** THE DATA follows **

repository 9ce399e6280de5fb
use crate::core::pipeline::PipelineCheck;
use crate::utils::error::{DoorbellError, Result};
use std::io::Write;
use std::process::Stdio;
use std::time::Duration;
use tokio::io::AsyncReadExt;
use tokio::process::Command;

pub const CHECK_DURATION: Duration = Duration::from_secs(3);

#[derive(Debug, Clone, PartialEq, Eq)]
pub struct CheckResult {
    pub description: &'static str,
    pub passed: bool,
    pub optional: bool,
    pub detail: String,
}

/// 執行一條有限 pipeline：時間內正常結束或仍在跑都算通過
pub async fn run_check(
    launch_command: &[String],
    check: &PipelineCheck,
    limit: Duration,
) -> Result<CheckResult> {
    let (program, args) = launch_command
        .split_first()
        .ok_or_else(|| DoorbellError::MissingConfigError {
            field: "rtsp.launch_command".to_string(),
        })?;

    tracing::info!("Testing: {}", check.description);
    tracing::debug!("Pipeline: {}", check.pipeline);

    let mut child = Command::new(program)
        .args(args)
        .arg(&check.pipeline)
        .stdin(Stdio::null())
        .stdout(Stdio::null())
        .stderr(Stdio::piped())
        .kill_on_drop(true)
        .spawn()
        .map_err(|source| DoorbellError::SpawnError {
            program: program.clone(),
            source,
        })?;

    // 邊跑邊讀 stderr，避免 pipe 塞滿卡住 gst-launch
    let stderr_reader = child.stderr.take().map(|mut pipe| {
        tokio::spawn(async move {
            let mut text = String::new();
            let _ = pipe.read_to_string(&mut text).await;
            text
        })
    });

    let (passed, detail) = match tokio::time::timeout(limit, child.wait()).await {
        Ok(Ok(status)) if status.success() => (true, "pipeline finished cleanly".to_string()),
        Ok(Ok(status)) => {
            let stderr = match stderr_reader {
                Some(reader) => reader.await.unwrap_or_default(),
                None => String::new(),
            };
            let reason = stderr
                .lines()
                .find(|l| l.starts_with("ERROR"))
                .unwrap_or("pipeline failed")
                .to_string();
            (false, format!("{} ({})", reason, status))
        }
        Ok(Err(e)) => (false, format!("could not wait for pipeline: {}", e)),
        Err(_) => {
            child.kill().await?;
            (true, format!("pipeline ran for {}s", limit.as_secs()))
        }
    };

    Ok(CheckResult {
        description: check.description,
        passed,
        optional: check.optional,
        detail,
    })
}

/// 必要的檢查都通過才算成功
pub fn all_required_passed(results: &[CheckResult]) -> bool {
    results.iter().all(|r| r.passed || r.optional)
}

pub fn print_summary<W: Write>(results: &[CheckResult], out: &mut W) -> Result<()> {
    writeln!(out, "{}", "=".repeat(60))?;
    writeln!(out, "TEST SUMMARY")?;
    writeln!(out, "{}", "=".repeat(60))?;
    for result in results {
        let verdict = match (result.passed, result.optional) {
            (true, _) => "✓ PASS".to_string(),
            (false, true) => format!("✗ FAIL (optional: {})", result.detail),
            (false, false) => format!("✗ FAIL ({})", result.detail),
        };
        writeln!(out, "{:<26}{}", format!("{}:", result.description), verdict)?;
    }
    writeln!(out, "{}", "=".repeat(60))?;

    if all_required_passed(results) {
        writeln!(out, "✓ GStreamer is working correctly!")?;
    } else {
        writeln!(out, "✗ Some tests failed. Check GStreamer installation.")?;
    }
    Ok(())
}
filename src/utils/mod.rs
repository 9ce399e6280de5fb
pub mod error;
pub mod logger;
pub mod monitor;
pub mod validation;
pub mod cli;
pub mod toml_config;

pub use cli::ServiceArgs;
pub use toml_config::{
    AudioConfig, ButtonConfig, DoorbellConfig, MatterConfig, OpsConfig, RtspConfig,
    SubstreamConfig, VideoConfig,
};
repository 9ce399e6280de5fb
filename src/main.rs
use clap::Parser;
use smart_doorbell::utils::{logger, validation::Validate};
use smart_doorbell::{DoorbellConfig, DoorbellManager, ServiceArgs};

#[tokio::main]
async fn main() -> anyhow::Result<()> {
    let args = ServiceArgs::parse();

    // 初始化日誌
    if args.log_json {
        logger::init_service_logger(args.verbose);
    } else {
        logger::init_cli_logger(args.verbose);
    }

    tracing::info!("{}", "=".repeat(60));
    tracing::info!("Smart Video Doorbell");
    tracing::info!("{}", "=".repeat(60));

    // 載入 TOML 配置
    let mut config = match &args.config {
        Some(path) => {
            tracing::info!("📁 Loading configuration from: {}", path.display());
            match DoorbellConfig::from_file(path) {
                Ok(config) => config,
                Err(e) => {
                    eprintln!("❌ Failed to load config file '{}': {}", path.display(), e);
                    eprintln!("💡 {}", e.recovery_suggestion());
                    std::process::exit(e.exit_code());
                }
            }
        }
        None => DoorbellConfig::default(),
    };

    args.apply_overrides(&mut config);

    // 驗證配置
    if let Err(e) = config.validate() {
        tracing::error!("❌ Configuration validation failed: {}", e);
        tracing::error!("💡 Suggestion: {}", e.recovery_suggestion());
        eprintln!("❌ {}", e);
        std::process::exit(e.exit_code());
    }

    let mut doorbell = DoorbellManager::new(config);

    match doorbell.run_until(shutdown_signal()).await {
        Ok(()) => {
            tracing::info!("Doorbell service exited cleanly");
            Ok(())
        }
        Err(e) => {
            tracing::error!("❌ Fatal error: {}", e);
            tracing::error!("💡 Recovery suggestion: {}", e.recovery_suggestion());
            eprintln!("❌ {}", e);
            std::process::exit(e.exit_code());
        }
    }
}

async fn shutdown_signal() {
    let ctrl_c = async {
        if let Err(e) = tokio::signal::ctrl_c().await {
            tracing::error!("Failed to install Ctrl+C handler: {}", e);
            std::future::pending::<()>().await;
        }
    };

    #[cfg(unix)]
    let terminate = async {
        match tokio::signal::unix::signal(tokio::signal::unix::SignalKind::terminate()) {
            Ok(mut signal) => {
                signal.recv().await;
            }
            Err(e) => {
                tracing::error!("Failed to install SIGTERM handler: {}", e);
                std::future::pending::<()>().await;
            }
        }
    };

    #[cfg(not(unix))]
    let terminate = std::future::pending::<()>();

    tokio::select! {
        _ = ctrl_c => tracing::info!("Received SIGINT, shutting down..."),
        _ = terminate => tracing::info!("Received SIGTERM, shutting down..."),
    }
}
use crate::domain::ports::HostResolver;
use crate::utils::monitor;

#[derive(Debug, Clone, Default)]
pub struct SystemHostResolver;

impl HostResolver for SystemHostResolver {
    fn host_name(&self) -> String {
        monitor::host_name()
    }
}
use serde::Serialize;
use std::sync::{Arc, Mutex};
use sysinfo::{Pid, ProcessesToUpdate, RefreshKind, System};

#[derive(Debug, Clone, Serialize)]
pub struct ProcessStats {
    pub pid: u32,
    pub cpu_usage: f32,
    pub memory_usage_mb: u64,
    pub memory_usage_percent: f32,
    pub peak_memory_mb: u64,
}

/// 追蹤單一程序 (本服務或 GStreamer 子程序) 的資源使用量
pub struct ProcessMonitor {
    system: Arc<Mutex<System>>,
    pid: Pid,
    peak_memory: Arc<Mutex<u64>>,
}

impl ProcessMonitor {
    pub fn new(pid: u32) -> Self {
        let mut system = System::new_with_specifics(RefreshKind::nothing());
        system.refresh_memory();

        Self {
            system: Arc::new(Mutex::new(system)),
            pid: Pid::from_u32(pid),
            peak_memory: Arc::new(Mutex::new(0)),
        }
    }

    pub fn current_process() -> Option<Self> {
        let pid = sysinfo::get_current_pid().ok()?;
        Some(Self::new(pid.as_u32()))
    }

    pub fn get_stats(&self) -> Option<ProcessStats> {
        let mut system = self.system.lock().ok()?;
        system.refresh_memory();
        system.refresh_processes(ProcessesToUpdate::Some(&[self.pid]), true);

        let process = system.process(self.pid)?;
        let memory_mb = process.memory() / 1024 / 1024;
        let total_memory = system.total_memory() / 1024 / 1024;
        let memory_percent = if total_memory > 0 {
            (memory_mb as f32 / total_memory as f32) * 100.0
        } else {
            0.0
        };

        let mut peak = self.peak_memory.lock().ok()?;
        if memory_mb > *peak {
            *peak = memory_mb;
        }

        Some(ProcessStats {
            pid: self.pid.as_u32(),
            cpu_usage: process.cpu_usage(),
            memory_usage_mb: memory_mb,
            memory_usage_percent: memory_percent,
            peak_memory_mb: *peak,
        })
    }

    pub fn log_stats(&self, label: &str) {
        if let Some(stats) = self.get_stats() {
            tracing::debug!(
                "📊 {} - pid {} CPU: {:.1}%, Memory: {}MB ({:.1}%), Peak: {}MB",
                label,
                stats.pid,
                stats.cpu_usage,
                stats.memory_usage_mb,
                stats.memory_usage_percent,
                stats.peak_memory_mb
            );
        }
    }
}

/// 主機名稱；查不到時退回 `localhost`
pub fn host_name() -> String {
    System::host_name()
        .filter(|name| !name.trim().is_empty())
        .unwrap_or_else(|| "localhost".to_string())
}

** End of THE DATA **

■ **REQUIREMENT**:
A copy of each line above that holds the word "unix" is the expected answer.

■ **FINISHED EXERCISE**:
    #[cfg(unix)]
        match tokio::signal::unix::signal(tokio::signal::unix::SignalKind::terminate()) {
    #[cfg(not(unix))]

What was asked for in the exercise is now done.